_EXERCISE GOAL:_ Using the listing below, return every line that includes "HashMap".

··········

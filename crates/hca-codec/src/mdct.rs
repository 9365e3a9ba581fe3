//! MDCT / IMDCT 变换.
//!
//! 基于 DCT-IV 的快速实现: 先做一轮成对旋转, 再做 `bits - 1` 级蝶形,
//! 最后按格雷码位反转表重排并乘以缩放系数.
//!
//! 正弦/余弦/重排表按位数缓存在 [`MdctTableCache`] 中, 由调用方持有并在多个
//! 解码器之间共享.

use std::collections::HashMap;
use std::f64::consts::PI;
use std::sync::{Arc, Mutex};

use hca_core::{HcaError, HcaResult};

/// 单个位数的三角函数表与重排表
#[derive(Debug)]
struct TrigTable {
    sin: Vec<f64>,
    cos: Vec<f64>,
    shuffle: Vec<usize>,
}

impl TrigTable {
    fn generate(bits: u32) -> Self {
        let size = 1usize << bits;
        let mut sin = Vec::with_capacity(size);
        let mut cos = Vec::with_capacity(size);
        for i in 0..size {
            let value = PI * (4 * i + 1) as f64 / (4 * size) as f64;
            sin.push(value.sin());
            cos.push(value.cos());
        }
        let shuffle = (0..size)
            .map(|i| bit_reverse(i ^ (i >> 1), bits))
            .collect();
        Self { sin, cos, shuffle }
    }
}

fn bit_reverse(value: usize, bits: u32) -> usize {
    if bits == 0 {
        return 0;
    }
    (value as u32).reverse_bits() as usize >> (32 - bits)
}

/// 覆盖 0..=max_bits 全部位数的变换表
#[derive(Debug)]
pub struct MdctTables {
    by_bits: Vec<TrigTable>,
}

impl MdctTables {
    fn generate(max_bits: u32) -> Self {
        Self {
            by_bits: (0..=max_bits).map(TrigTable::generate).collect(),
        }
    }

    /// 覆盖的最大位数
    pub fn max_bits(&self) -> u32 {
        self.by_bits.len() as u32 - 1
    }
}

/// 变换表缓存, 按需生成, 线程安全
#[derive(Debug, Default)]
pub struct MdctTableCache {
    tables: Mutex<HashMap<u32, Arc<MdctTables>>>,
}

impl MdctTableCache {
    pub fn new() -> Self {
        Self::default()
    }

    /// 获取覆盖 0..=bits 的表, 首次请求时生成
    pub fn get(&self, bits: u32) -> Arc<MdctTables> {
        let mut tables = self
            .tables
            .lock()
            .unwrap_or_else(|poisoned| poisoned.into_inner());
        tables
            .entry(bits)
            .or_insert_with(|| Arc::new(MdctTables::generate(bits)))
            .clone()
    }
}

/// 单声道 MDCT 状态 (含重叠缓冲)
pub struct Mdct {
    bits: u32,
    size: usize,
    scale: f64,
    tables: Arc<MdctTables>,
    window: Vec<f64>,
    mdct_previous: Vec<f64>,
    imdct_previous: Vec<f64>,
    scratch_mdct: Vec<f64>,
    scratch_dct: Vec<f64>,
}

impl Mdct {
    /// 创建 `2^bits` 点变换, 窗长度不得小于变换长度
    pub fn new(bits: u32, window: &[f64], scale: f64, cache: &MdctTableCache) -> HcaResult<Self> {
        if !(1..=16).contains(&bits) {
            return Err(HcaError::InvalidArgument(format!("MDCT 位数超出范围: {bits}")));
        }
        let size = 1usize << bits;
        if window.len() < size {
            return Err(HcaError::InvalidArgument(format!(
                "窗长度 {} 小于 MDCT 长度 {size}",
                window.len()
            )));
        }
        Ok(Self {
            bits,
            size,
            scale,
            tables: cache.get(bits),
            window: window[..size].to_vec(),
            mdct_previous: vec![0.0; size],
            imdct_previous: vec![0.0; size],
            scratch_mdct: vec![0.0; size],
            scratch_dct: vec![0.0; size],
        })
    }

    /// 变换长度
    pub fn size(&self) -> usize {
        self.size
    }

    /// 清空重叠缓冲
    pub fn reset(&mut self) {
        self.mdct_previous.fill(0.0);
        self.imdct_previous.fill(0.0);
    }

    fn check_len(&self, input: &[f64], output: &[f64]) -> HcaResult<()> {
        if input.len() < self.size || output.len() < self.size {
            return Err(HcaError::InvalidArgument(format!(
                "MDCT 输入/输出长度不足: {}/{}, 需要 {}",
                input.len(),
                output.len(),
                self.size
            )));
        }
        Ok(())
    }

    /// 正变换: 时域 -> 频域, 与上一次输入构成重叠窗口
    pub fn run_mdct(&mut self, input: &[f64], output: &mut [f64]) -> HcaResult<()> {
        self.check_len(input, output)?;
        let size = self.size;
        let half = size >> 1;
        let w = &self.window;
        let prev = &self.mdct_previous;

        for i in 0..half {
            let a = w[half - i - 1] * -input[half + i];
            let b = w[half + i] * input[half - i - 1];
            let c = w[i] * prev[i];
            let d = w[size - i - 1] * prev[size - i - 1];
            self.scratch_mdct[i] = a - b;
            self.scratch_mdct[half + i] = c - d;
        }

        dct4(
            &self.tables,
            self.bits,
            self.scale,
            &self.scratch_mdct,
            &mut self.scratch_dct,
            output,
        );
        self.mdct_previous.copy_from_slice(&input[..size]);
        Ok(())
    }

    /// 逆变换: 频域 -> 时域, 与上一帧的后半部分重叠相加
    pub fn run_imdct(&mut self, input: &[f64], output: &mut [f64]) -> HcaResult<()> {
        self.check_len(input, output)?;
        let size = self.size;
        let half = size >> 1;

        dct4(
            &self.tables,
            self.bits,
            self.scale,
            input,
            &mut self.scratch_dct,
            &mut self.scratch_mdct,
        );

        let w = &self.window;
        let d = &self.scratch_mdct;
        let prev = &mut self.imdct_previous;
        for i in 0..half {
            output[i] = w[i] * d[i + half] + prev[i];
            output[i + half] = w[i + half] * -d[size - 1 - i] - prev[i + half];
            prev[i] = w[size - 1 - i] * -d[half - i - 1];
            prev[i + half] = w[half - i - 1] * d[i];
        }
        Ok(())
    }
}

/// DCT-IV
fn dct4(
    tables: &MdctTables,
    bits: u32,
    scale: f64,
    input: &[f64],
    temp: &mut [f64],
    output: &mut [f64],
) {
    let size = 1usize << bits;
    let last = size - 1;
    let half = size >> 1;

    let top = &tables.by_bits[bits as usize];
    for i in 0..half {
        let i2 = i * 2;
        let a = input[i2];
        let b = input[last - i2];
        temp[i2] = a * top.cos[i] + b * top.sin[i];
        temp[i2 + 1] = a * top.sin[i] - b * top.cos[i];
    }

    let stage_count = bits - 1;
    for stage in 0..stage_count {
        let block_count = 1usize << stage;
        let block_size_bits = stage_count - stage;
        let block_half_bits = block_size_bits - 1;
        let block_size = 1usize << block_size_bits;
        let block_half = 1usize << block_half_bits;
        let t = &tables.by_bits[block_half_bits as usize];

        for block in 0..block_count {
            for i in 0..block_half {
                let front = (block * block_size + i) * 2;
                let back = front + block_size;
                let a = temp[front] - temp[back];
                let b = temp[front + 1] - temp[back + 1];
                temp[front] += temp[back];
                temp[front + 1] += temp[back + 1];
                temp[back] = a * t.cos[i] + b * t.sin[i];
                temp[back + 1] = a * t.sin[i] - b * t.cos[i];
            }
        }
    }

    for (i, out) in output.iter_mut().take(size).enumerate() {
        *out = temp[top.shuffle[i]] * scale;
    }
}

··········

_RESULT OF THIS EXERCISE:_
use std::collections::HashMap;
    tables: Mutex<HashMap<u32, Arc<MdctTables>>>,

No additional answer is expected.